I don't think most people giving the advice are trying to be a bad actor, it's just that giving the advice in the first place is often not going to work out, because it comes across as blurting it out to a stranger and this first impression acts as a confirmation bias; confirmation of their fear that someone in the dungeon will be toxic.Quote:
That being said if you'd like to uphold that narrative and act like I am in fact a bad actor you're more then welcome to.
You basically have to find a way to dispel that fear before blurting out advice and that's difficult to do while fighting enemies, so unless someone goes AFK or stops to chat, it often doesn't work out very well to give advice.
Was on twitter (Or X if ya nasty) a while back, stated only play XIV for the story and had like, 30 notifications in 30 mins all about XIV....or how "You doing it wrong."
The whites knights came in heeeeeeeeeavy..........
https://i.kym-cdn.com/entries/icons/.../tangled-1.jpg
Bronsexuals are not that bad........Thought it was them at first as a sports fan because they are obsessed with their king. Was like, "Yeah.... 100% ONLY playing for the story now lol"
Justified.......Cry me a river why don't you.
https://www.youtube.com/watch?app=desktop&v=CIk45fEWBok
The run started fairly cold as neither the tank or the BRD said hi when my friend and I did, half way through after noticing how much damage they were taking, I then was like *hey, i know you're new, I'm a main tank for the tier and I know a lot of this possibly seems scary, so I wanna give you some small advice as some healers can be asshats about this type of stuff, you should always use a CD. like rampart, shadow wall, or TBN. The BRD instantly told me to shut up and just heal.
It's why I alsy try to introduce myslef in runs and give the advice if I see someone seriously struggling and it usually goes well.

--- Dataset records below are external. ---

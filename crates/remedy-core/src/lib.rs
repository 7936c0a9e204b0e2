//! Remedy Core - auto-remediation orchestrator
//!
//! Consumes detected errors and, per distinct error:
//! - Asks a pattern matcher for ranked fix candidates
//! - Snapshots the affected file, applies a candidate, runs tests
//! - Gates and performs deployment
//! - Rolls back and tries the next candidate on any failure
//! - Reports an immutable [`RemediationResult`] to the audit sink
//!
//! Matching, fixing, testing and deploying are collaborator traits; this
//! crate only sequences them.
//!
//! # Example
//!
//! ```rust,ignore
//! use remedy_core::prelude::*;
//! use std::sync::Arc;
//!
//! # async fn example(collaborators: Collaborators) -> Result<(), Box<dyn std::error::Error>> {
//! let settings = Settings::load("remedy.toml")?;
//! let rollback = Arc::new(RollbackManager::from_config(&settings.rollback).await?);
//! let orchestrator = RemediationOrchestrator::new(settings.remediation, rollback, collaborators)?;
//!
//! let (tx, rx) = tokio::sync::mpsc::channel(64);
//! orchestrator.start(rx).await?;
//! tx.send(DetectedError::new("e-1", ErrorCategory::Runtime, Severity::High, "src/api.rs", "panic")).await?;
//! orchestrator.stop().await?;
//! # Ok(())
//! # }
//! ```

#![warn(unreachable_pub)]
#![allow(missing_docs)]

pub mod approval;
pub mod audit;
pub mod collaborators;
pub mod config;
pub mod error;
pub mod notify;
pub mod orchestrator;
pub mod stage;
pub mod types;

mod workflow;

pub use approval::ApprovalDecision;
pub use audit::{verify_audit_log, AuditError, AuditRecord, JsonlAuditSink, TracingAuditSink};
pub use collaborators::{
    AuditSink, Collaborators, DeploymentManager, Fixer, Notifier, PatternMatcher, TestRunner,
};
pub use config::{RemediationConfig, Settings};
pub use error::{ConfigError, OrchestratorError, RemediationFailure};
pub use notify::WebhookNotifier;
pub use orchestrator::{ActiveStatus, OrchestratorStatus, RemediationOrchestrator};
pub use stage::{IllegalTransition, RemediationStage};
pub use types::{
    AppliedFix, DetectedError, ErrorCategory, FixCandidate, LogLine, RemediationOutcome,
    RemediationResult, Severity, TestReport,
};

/// Prelude module for common imports
pub mod prelude {
    //! Common imports for wiring an orchestrator
    pub use crate::{
        AppliedFix, AuditSink, Collaborators, DeploymentManager, DetectedError, ErrorCategory,
        FixCandidate, Fixer, PatternMatcher, RemediationConfig, RemediationOrchestrator,
        RemediationResult, Settings, Severity, TestReport, TestRunner,
    };
    pub use remedy_rollback::{RollbackConfig, RollbackManager};
}

/// Version of this crate
pub const VERSION: &str = env!("CARGO_PKG_VERSION");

But sadly there are the people who will see it as you being agressive and or antagonistic. ANd for me it's like, I know how hard MMOs can be, I just wanna give people the same grace I got when I was a kid playing on their big brothers account trying to lvl xD
Lmao what a thread.
This is why I would never offer advice no matter how bad a player is playing until they f*** up real bad and cause a disasterrific wipe. At that point I'd make sure to let it be known that I can offer some help to rectify their mistake. The wipe serves as a 'slap on hand' by the game for playing terribly---when done, I find that people tend to be more receptive to advice because they knew 3-7 other pair of eyes are on them.
I see, looks like you really tried with breaking the ice there.
How I personally handle it is to let them make all the mistakes they want to make and learn from them. After all, they're only going to get the "died to that mechanic" experience once probably, then they'll know it and be able to recall that time they died to it when reminiscing. I also tend to think that if someone really wants to know all the mechanics ahead of time they'll either lookup a video guide or do it with duty support.
In rare cases, if they ask for help then I answer it or if we really can't progress then I explain the mechanic in a general way, with the phrasing "you can achieve X by doing Y" or "X can be done by doing Y" and I don't even say who I'm talking to, so it keeps it very generic as if I'm writing a book. Since it's phrased as "can", it's informal and not demanding that they actually do it.
I actually always did that before the rules were clarified but now they got really specific about how things "should be phrased as a suggestion rather than a demand" and what I do already follows that.